| What is being asked |
Go through the records below and show every line with the string "Debug".

Raw data START

//! The seam between orchestration and the HTTP layer

use crate::outcome::RawResponse;
use crate::request::{ApiRequest, Params};
use crate::task::TaskHandle;
use async_trait::async_trait;
use std::sync::Arc;

/// Action queried to read task status
pub const TASK_STATUS_ACTION: &str = "task/info";

/// Sends provider calls and reports what came back
///
/// Implementations never fail: every failure mode is described by the
/// returned [`RawResponse`] and sorted out by [`classify`](crate::classify).
/// A transport is shared by concurrent orchestrations and must be safe for
/// concurrent use.
#[async_trait]
pub trait Transport: Send + Sync {
    /// Send one request
    async fn send(&self, request: &ApiRequest) -> RawResponse;

    /// Read the current status of a task
    async fn query_task_status(&self, task: &TaskHandle) -> RawResponse {
        let request = ApiRequest::get(TASK_STATUS_ACTION, Params::new().with("id", task.as_str()));
        self.send(&request).await
    }
}

#[async_trait]
impl<T: Transport + ?Sized> Transport for &T {
    async fn send(&self, request: &ApiRequest) -> RawResponse {
        (**self).send(request).await
    }

    async fn query_task_status(&self, task: &TaskHandle) -> RawResponse {
        (**self).query_task_status(task).await
    }
}

#[async_trait]
impl<T: Transport + ?Sized> Transport for Arc<T> {
    async fn send(&self, request: &ApiRequest) -> RawResponse {
        (**self).send(request).await
    }

    async fn query_task_status(&self, task: &TaskHandle) -> RawResponse {
        (**self).query_task_status(task).await
    }
}
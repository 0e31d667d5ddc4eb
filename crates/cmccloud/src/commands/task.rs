use crate::TaskCommands;
use crate::output;
use cmccloud_api::CmcClient;
use colored::Colorize;

pub async fn handle(client: &CmcClient, cmd: TaskCommands) -> anyhow::Result<()> {
    match cmd {
        TaskCommands::Info { id } => {
            let status = client.tasks().get(&id).await?;
            println!("{}", format!("Task {}", status.id).bold());
            output::print_field("status", &status.status);
            for (key, value) in &status.payload {
                output::print_field(key, value);
            }
        }
        TaskCommands::Wait { id, profile } => {
            output::waiting(&format!("Waiting for task {}...", id));
            let status = client.tasks().wait(&id, profile).await?;
            output::print_task("Task finished", &status);
        }
    }
    Ok(())
}
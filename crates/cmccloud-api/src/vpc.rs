//! VPC operations

use crate::client::CmcClient;
use crate::error::Result;
use cmccloud_task::{OrderOutcome, Params, TaskStatus, TimingProfile, Transport};
use serde::{Deserialize, Serialize};

#[derive(Debug, Clone, Default, PartialEq, Eq, Serialize, Deserialize)]
#[serde(default)]
pub struct Vpc {
    pub id: String,
    pub name: String,
    pub state: String,
    #[serde(rename = "zonename")]
    pub region_name: String,
    pub cidr: String,
    pub description: String,
}

/// Parameters of a new VPC
#[derive(Debug, Clone, PartialEq, Eq)]
pub struct NewVpc<'a> {
    pub name: &'a str,
    pub description: &'a str,
    pub region: &'a str,
    pub cidr: &'a str,
}

pub struct VpcService<'a, T> {
    client: &'a CmcClient<T>,
}

impl<'a, T: Transport> VpcService<'a, T> {
    pub(crate) fn new(client: &'a CmcClient<T>) -> Self {
        Self { client }
    }

    pub async fn get(&self, id: &str) -> Result<Vpc> {
        self.client.fetch("vpc/info", Params::new().with_id(id)).await
    }

    pub async fn create(&self, vpc: NewVpc<'_>) -> Result<OrderOutcome> {
        let params = Params::new()
            .with("name", vpc.name)
            .with("description", vpc.description)
            .with("region", vpc.region)
            .with("cidr", vpc.cidr);
        self.client
            .order("vpc/create", params, TimingProfile::SHORT)
            .await
    }

    pub async fn delete(&self, id: &str) -> Result<TaskStatus> {
        self.client
            .delete_task("vpc/delete", Params::new().with_id(id), TimingProfile::MEDIUM)
            .await
    }

    pub async fn update(&self, id: &str, name: &str, description: &str) -> Result<TaskStatus> {
        let params = Params::new()
            .with_id(id)
            .with("name", name)
            .with("description", description);
        self.client
            .task("vpc/update", params, TimingProfile::SHORT)
            .await
    }
}
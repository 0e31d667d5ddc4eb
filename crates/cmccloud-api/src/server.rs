//! Server operations

use crate::client::CmcClient;
use crate::error::Result;
use cmccloud_task::{OrderOutcome, Params, TaskStatus, TimingProfile, Transport};
use serde::{Deserialize, Serialize};

/// Network interface attached to a server
#[derive(Debug, Clone, Default, PartialEq, Serialize, Deserialize)]
#[serde(default)]
pub struct Nic {
    #[serde(rename = "uuid")]
    pub id: String,
    pub ip4_address: String,
    pub ip6_address: Option<serde_json::Value>,
    pub netmask: String,
    pub gateway: String,
    pub mac_address: String,
    pub default_nic: bool,
    pub is_vpc: bool,
    pub is_private: bool,
    pub ip_type: String,
    pub network_id: String,
}

#[derive(Debug, Clone, Default, PartialEq, Serialize, Deserialize)]
#[serde(default)]
pub struct Server {
    #[serde(rename = "uuid")]
    pub id: String,
    pub name: String,
    pub display_name: String,
    pub created: String,
    pub bits: u32,
    #[serde(rename = "zonename")]
    pub region_name: String,
    #[serde(rename = "zoneid")]
    pub region_id: String,
    pub state: String,
    pub main_ip_address: String,
    pub image_name: String,
    #[serde(rename = "image_uuid")]
    pub image_id: String,
    pub image_type: String,
    pub cpu: u32,
    #[serde(rename = "ram_size")]
    pub ram: u32,
    #[serde(rename = "root_size")]
    pub root: u32,
    pub gpu: u32,
    #[serde(rename = "autobackup")]
    pub auto_backup: bool,
    pub backup_schedule: String,
    pub nics: Vec<Nic>,
    pub datadisks: Vec<serde_json::Value>,
    pub total_datadisk_size: u32,
    pub jobs: Vec<serde_json::Value>,
    pub demo: bool,
}

/// New flavor for [`ServerService::resize`], sizes in GB
#[derive(Debug, Clone, Copy, PartialEq, Eq)]
pub struct Flavor {
    pub cpu: u32,
    pub ram_gb: u32,
    pub root_gb: u32,
    pub gpu: u32,
}

#[derive(Debug, Deserialize)]
struct Console {
    #[serde(default)]
    url: String,
}

pub struct ServerService<'a, T> {
    client: &'a CmcClient<T>,
}

impl<'a, T: Transport> ServerService<'a, T> {
    pub(crate) fn new(client: &'a CmcClient<T>) -> Self {
        Self { client }
    }

    pub async fn get(&self, id: &str) -> Result<Server> {
        self.client.fetch("server/info", Params::new().with_id(id)).await
    }

    /// Order a new server; `params` are passed through to the provider
    pub async fn create(&self, params: Params) -> Result<OrderOutcome> {
        self.client
            .order("server/create", params, TimingProfile::LONG)
            .await
    }

    pub async fn delete(&self, id: &str, profile: Option<TimingProfile>) -> Result<TaskStatus> {
        self.client
            .delete_task(
                "server_action/delete",
                Params::new().with_id(id),
                profile.unwrap_or(TimingProfile::LONG),
            )
            .await
    }

    pub async fn rename(&self, id: &str, name: &str) -> Result<String> {
        self.client
            .post("server_action/rename", Params::new().with_id(id).with("name", name))
            .await
    }

    pub async fn update_schedule_time(
        &self,
        id: &str,
        interval_type: &str,
        schedule_time: &str,
    ) -> Result<String> {
        let params = Params::new()
            .with_id(id)
            .with("interval_type", interval_type)
            .with("schedule_time", schedule_time);
        self.client
            .post("server_action/update_schedule_time", params)
            .await
    }

    pub async fn add_secondary_ip(&self, id: &str) -> Result<OrderOutcome> {
        self.client
            .order(
                "server_action/add_secondary_ip",
                Params::new().with_id(id),
                TimingProfile::MEDIUM,
            )
            .await
    }

    pub async fn remove_secondary_ip(&self, id: &str, ip4_address: &str) -> Result<TaskStatus> {
        self.client
            .task(
                "server_action/remove_secondary_ip",
                Params::new().with_id(id).with("ip4_address", ip4_address),
                TimingProfile::MEDIUM,
            )
            .await
    }

    pub async fn add_nic(&self, id: &str, network_id: &str) -> Result<TaskStatus> {
        self.client
            .task(
                "server_action/add_nic",
                Params::new().with_id(id).with("network_id", network_id),
                TimingProfile::MEDIUM,
            )
            .await
    }

    pub async fn remove_nic(&self, id: &str, nic_id: &str) -> Result<TaskStatus> {
        self.client
            .task(
                "server_action/remove_nic",
                Params::new().with_id(id).with("nic_id", nic_id),
                TimingProfile::MEDIUM,
            )
            .await
    }

    /// Turn on scheduled backups; billable
    pub async fn enable_backup(
        &self,
        id: &str,
        interval_type: &str,
        schedule_time: &str,
    ) -> Result<OrderOutcome> {
        let params = Params::new()
            .with_id(id)
            .with("interval_type", interval_type)
            .with("schedule_time", schedule_time);
        self.client
            .order("server_action/enable_backup", params, TimingProfile::SHORT)
            .await
    }

    pub async fn disable_backup(&self, id: &str) -> Result<TaskStatus> {
        self.client
            .task("server_action/disable_backup", Params::new().with_id(id), TimingProfile::SHORT)
            .await
    }

    pub async fn enable_private_network(&self, id: &str) -> Result<TaskStatus> {
        self.client
            .task(
                "server_action/enable_private_network",
                Params::new().with_id(id),
                TimingProfile::MEDIUM,
            )
            .await
    }

    pub async fn disable_private_network(&self, id: &str) -> Result<TaskStatus> {
        self.client
            .task(
                "server_action/disable_private_network",
                Params::new().with_id(id),
                TimingProfile::MEDIUM,
            )
            .await
    }

    pub async fn reset_password(&self, id: &str) -> Result<TaskStatus> {
        self.client
            .task("server_action/reset_pass", Params::new().with_id(id), TimingProfile::MEDIUM)
            .await
    }

    pub async fn start(&self, id: &str, profile: Option<TimingProfile>) -> Result<TaskStatus> {
        self.power("server_action/start", id, profile).await
    }

    pub async fn stop(&self, id: &str, profile: Option<TimingProfile>) -> Result<TaskStatus> {
        self.power("server_action/stop", id, profile).await
    }

    pub async fn restart(&self, id: &str, profile: Option<TimingProfile>) -> Result<TaskStatus> {
        self.power("server_action/restart", id, profile).await
    }

    async fn power(
        &self,
        action: &str,
        id: &str,
        profile: Option<TimingProfile>,
    ) -> Result<TaskStatus> {
        self.client
            .task(
                action,
                Params::new().with_id(id),
                profile.unwrap_or(TimingProfile::LONG),
            )
            .await
    }

    pub async fn restore_snapshot(&self, id: &str, snapshot_id: &str) -> Result<TaskStatus> {
        self.client
            .task(
                "server_action/restore_snapshot",
                Params::new().with_id(id).with("snapshot_id", snapshot_id),
                TimingProfile::SUPER_LONG,
            )
            .await
    }

    pub async fn take_snapshot(
        &self,
        id: &str,
        name: &str,
        profile: Option<TimingProfile>,
    ) -> Result<OrderOutcome> {
        self.client
            .order(
                "server_action/take_snapshot",
                Params::new().with_id(id).with("name", name),
                profile.unwrap_or(TimingProfile::HALF_DAY),
            )
            .await
    }

    pub async fn resize(
        &self,
        id: &str,
        flavor: Flavor,
        profile: Option<TimingProfile>,
    ) -> Result<OrderOutcome> {
        let params = Params::new()
            .with_id(id)
            .with("cpu", flavor.cpu)
            .with("ram", flavor.ram_gb)
            .with("disk", flavor.root_gb)
            .with("gpu", flavor.gpu);
        self.client
            .order(
                "server_action/resize",
                params,
                profile.unwrap_or(TimingProfile::LONG),
            )
            .await
    }

    /// URL of the server's web console
    pub async fn console_url(&self, id: &str) -> Result<String> {
        let console: Console = self
            .client
            .fetch("server_action/console", Params::new().with_id(id))
            .await?;
        Ok(console.url)
    }
}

Raw data END

| Output below |
#[derive(Debug, Clone, Default, PartialEq, Eq, Serialize, Deserialize)]
#[derive(Debug, Clone, PartialEq, Eq)]
#[derive(Debug, Clone, Default, PartialEq, Serialize, Deserialize)]
#[derive(Debug, Clone, Default, PartialEq, Serialize, Deserialize)]
#[derive(Debug, Clone, Copy, PartialEq, Eq)]
#[derive(Debug, Deserialize)]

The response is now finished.